The mitral valve has two leaflets of markedly dissimilar shape and circumferential length (figure 8). The most anteriorly located leaflet is square in shape and takes up only one-third of the circumference. Its most characteristic feature is its fibrous continuity with the leaflets of the aortic valve (figure 9). The posterior leaflet is long and thin, making up two-thirds of the annular circumference. It is attached throughout its length to the diaphragmatic wall of the ventricle. The commissure between the leaflets is orientated in a posteromedial and anterolateral position. Its two ends are traditionally described as separate commissures, which are supported by prominent anterior and posterior papillary muscles which have their origins very close together. A characteristic feature is that the mitral valve never possesses chordal attachments to the septum in contrast to the tricuspid valve. The apex of the left ventricle has fine trabeculae and the septal surface is smooth. The left ventricular wall thickness is best measured on mid-ventricular slice as already described. Around 12–15 mm thickness is normal and should not include trabeculae. The outlet from the left ventricle leads to the aortic valve. There is no muscular ventricular-infundibular fold in the left ventricle which separates the mitral and aortic valve so that they are in direct continuity and disease of one can easily spread to the other (figure 9).

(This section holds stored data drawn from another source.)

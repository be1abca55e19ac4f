//! LivePlayground state.
//!
//! [`Playground`] owns the buffers, the view flags and the last compiled
//! document. It is synchronous: timer handling lives in the actor, which
//! arms the debounce whenever an edit returns [`Schedule::Arm`].
//!
//! # Module Structure
//!
//! - `slot` - The three buffer slots
//! - `starter` - Starter buffers
//! - `buffer` - Buffer Store (text + cursor per slot)
//! - `assemble` - Document Assembler
//! - `preview` - Preview Host and sandbox policy
//! - `view` - Active tab and expanded overlay
//! - `keymap` - Editor keybindings

pub mod assemble;
pub mod buffer;
pub mod keymap;
pub mod preview;
pub mod slot;
pub mod starter;
pub mod view;

pub use assemble::assemble_titled;
pub use buffer::BufferStore;
pub use keymap::{Command, KeyPress, Keymap};
pub use preview::{Compiled, PreviewHost, SandboxPolicy};
pub use slot::Slot;
pub use starter::Starter;
pub use view::{SCROLL_LOCKED, ScrollRestore, ViewState};

/// Whether an edit needs a debounced rebuild.
#[derive(Debug, Clone, Copy, PartialEq, Eq)]
pub enum Schedule {
    /// Auto-rebuild is on: (re)arm the quiet-period timer.
    Arm,
    /// Auto-rebuild is off: wait for an explicit run.
    Idle,
}

/// The playground session state.
#[derive(Debug, Clone)]
pub struct Playground {
    starter: Starter,
    buffers: BufferStore,
    view: ViewState,
    auto_rebuild: bool,
    title: String,
    compiled: Compiled,
}

impl Playground {
    /// Mount a session: starter buffers, markup tab, initial assembly.
    pub fn new(starter: Starter, auto_rebuild: bool, title: impl Into<String>) -> Self {
        let buffers = BufferStore::from_starter(&starter);
        let title = title.into();
        let document = assemble_titled(
            buffers.text(Slot::Markup),
            buffers.text(Slot::Style),
            buffers.text(Slot::Script),
            &title,
        );
        Self {
            starter,
            buffers,
            view: ViewState::default(),
            auto_rebuild,
            title,
            compiled: Compiled {
                document,
                revision: 0,
            },
        }
    }

    pub fn buffers(&self) -> &BufferStore {
        &self.buffers
    }

    pub fn view(&self) -> &ViewState {
        &self.view
    }

    pub fn compiled(&self) -> &Compiled {
        &self.compiled
    }

    pub fn auto_rebuild(&self) -> bool {
        self.auto_rebuild
    }

    pub fn active(&self) -> Slot {
        self.view.active()
    }

    // ========================================================================
    // buffer edits
    // ========================================================================

    /// Replace a buffer. Never rejects content.
    pub fn set_buffer(&mut self, slot: Slot, text: String, cursor: Option<usize>) -> Schedule {
        self.buffers.set(slot, text, cursor);
        self.schedule()
    }

    /// Insert at the cursor of the active slot.
    pub fn insert_text(&mut self, text: &str) -> Schedule {
        self.buffers.insert_at_cursor(self.view.active(), text);
        self.schedule()
    }

    pub fn set_cursor(&mut self, slot: Slot, offset: usize) {
        self.buffers.set_cursor(slot, offset);
    }

    /// Change what reset restores for one slot.
    pub fn update_starter(&mut self, slot: Slot, text: &str) {
        self.starter.set(slot, text);
    }

    fn schedule(&self) -> Schedule {
        if self.auto_rebuild {
            Schedule::Arm
        } else {
            Schedule::Idle
        }
    }

    // ========================================================================
    // rebuilds
    // ========================================================================

    /// Assemble the current buffers and store the result.
    ///
    /// Used both by the debounce timer and by an explicit run.
    pub fn rebuild(&mut self) -> &Compiled {
        let document = assemble_titled(
            self.buffers.text(Slot::Markup),
            self.buffers.text(Slot::Style),
            self.buffers.text(Slot::Script),
            &self.title,
        );
        self.compiled = Compiled {
            document,
            revision: self.compiled.revision + 1,
        };
        &self.compiled
    }

    /// Restore the starter buffers, select markup and rebuild.
    pub fn reset(&mut self) -> &Compiled {
        self.buffers.reset(&self.starter);
        self.view.select(Slot::Markup);
        self.rebuild()
    }

    /// Set auto-rebuild. Enabling it rebuilds immediately.
    ///
    /// Returns `true` if a rebuild happened.
    pub fn set_auto_rebuild(&mut self, enabled: bool) -> bool {
        self.auto_rebuild = enabled;
        if enabled {
            self.rebuild();
        }
        enabled
    }

    pub fn toggle_auto_rebuild(&mut self) -> bool {
        self.set_auto_rebuild(!self.auto_rebuild)
    }

    // ========================================================================
    // view
    // ========================================================================

    pub fn select(&mut self, slot: Slot) {
        self.view.select(slot);
    }

    pub fn expand(&mut self, current_overflow: impl Into<String>) -> bool {
        self.view.expand(current_overflow)
    }

    pub fn collapse(&mut self) -> Option<ScrollRestore> {
        self.view.collapse()
    }

    pub fn escape(&mut self) -> Option<ScrollRestore> {
        self.view.escape()
    }
}

#[cfg(test)]
mod tests {
    use super::assemble::{DEFAULT_TITLE, assemble};
    use super::*;

    fn playground() -> Playground {
        Playground::new(Starter::default(), true, DEFAULT_TITLE)
    }

    fn expected(pg: &Playground) -> String {
        let b = pg.buffers();
        assemble(b.text(Slot::Markup), b.text(Slot::Style), b.text(Slot::Script))
    }

    #[test]
    fn test_mount_assembles_starter() {
        let pg = playground();
        let starter = Starter::default();
        assert_eq!(pg.compiled().revision, 0);
        assert_eq!(
            pg.compiled().document,
            assemble(&starter.markup, &starter.style, &starter.script)
        );
        assert_eq!(pg.active(), Slot::Markup);
        assert!(!pg.view().is_expanded());
    }

    #[test]
    fn test_edit_lags_until_rebuild() {
        let mut pg = playground();
        let before = pg.compiled().clone();

        assert_eq!(pg.set_buffer(Slot::Markup, "<p>a</p>".into(), None), Schedule::Arm);
        assert_eq!(pg.set_buffer(Slot::Markup, "<p>ab</p>".into(), None), Schedule::Arm);
        assert_eq!(pg.compiled(), &before);

        pg.rebuild();
        assert_eq!(pg.compiled().revision, 1);
        assert_eq!(pg.compiled().document, expected(&pg));
        assert!(pg.compiled().document.contains("<p>ab</p>"));
    }

    #[test]
    fn test_edit_idle_when_auto_off() {
        let mut pg = Playground::new(Starter::default(), false, DEFAULT_TITLE);
        assert_eq!(pg.set_buffer(Slot::Style, "p{}".into(), None), Schedule::Idle);
        assert_eq!(pg.compiled().revision, 0);
    }

    #[test]
    fn test_reset_restores_constants_and_markup_tab() {
        let mut pg = playground();
        pg.set_buffer(Slot::Script, "x".into(), None);
        pg.select(Slot::Script);

        pg.reset();
        let starter = Starter::default();
        assert_eq!(pg.buffers().text(Slot::Script), starter.script);
        assert_eq!(pg.active(), Slot::Markup);
        assert_eq!(
            pg.compiled().document,
            assemble(&starter.markup, &starter.style, &starter.script)
        );
        assert_eq!(pg.compiled().revision, 1);
    }

    #[test]
    fn test_enable_auto_rebuilds_immediately() {
        let mut pg = Playground::new(Starter::default(), false, DEFAULT_TITLE);
        pg.set_buffer(Slot::Markup, "<i>new</i>".into(), None);
        assert!(!pg.compiled().document.contains("<i>new</i>"));

        assert!(pg.toggle_auto_rebuild());
        assert!(pg.auto_rebuild());
        assert!(pg.compiled().document.contains("<i>new</i>"));
    }

    #[test]
    fn test_disable_auto_does_not_rebuild() {
        let mut pg = playground();
        assert!(!pg.toggle_auto_rebuild());
        assert_eq!(pg.compiled().revision, 0);
    }

    #[test]
    fn test_tab_switch_leaves_compiled() {
        let mut pg = playground();
        let before = pg.compiled().clone();
        pg.select(Slot::Style);
        assert_eq!(pg.active(), Slot::Style);
        assert_eq!(pg.compiled(), &before);
    }

    #[test]
    fn test_insert_text_uses_active_slot_cursor() {
        let mut pg = playground();
        pg.set_buffer(Slot::Style, "ab".into(), Some(1));
        pg.select(Slot::Style);

        assert_eq!(pg.insert_text("\n"), Schedule::Arm);
        assert_eq!(pg.buffers().text(Slot::Style), "a\nb");
    }

    #[test]
    fn test_updated_starter_used_by_reset() {
        let mut pg = playground();
        pg.update_starter(Slot::Style, "body{margin:0}");
        assert_ne!(pg.buffers().text(Slot::Style), "body{margin:0}");

        pg.reset();
        assert_eq!(pg.buffers().text(Slot::Style), "body{margin:0}");
    }

    #[test]
    fn test_custom_title_survives_rebuild() {
        let mut pg = Playground::new(Starter::default(), true, "Sketch");
        assert!(pg.compiled().document.contains("<title>Sketch</title>"));
        pg.rebuild();
        assert!(pg.compiled().document.contains("<title>Sketch</title>"));
    }
}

Examination of the heart valves
Both atrioventricular valves are inspected from above and below in order to assess the degree of stenosis or floppy change that may be present, as well as the possibility of vegetations and perforations with infection. Inspect closely the valves and record ring circumferences. Annular dilatation, leaflet fibrosis, distortion, calcification or other pathology is noted. If chordal or papillary muscle rupture is suspected which is usually seen in the mitral valve, first cut transversely at the apex and locate the origin of both papillary muscles, then cut upwards on the obtuse margin between the papillary muscles in order to expose the whole tensor apparatus and assess for chordal rupture. If a valve abnormality requires closer inspection, the atria, including interatrial septum, may be removed 1 cm above the atrioventricular valves. The ventricular aspects of the atrioventricular valves can be viewed following removal of the serial slices of ventricle as described above.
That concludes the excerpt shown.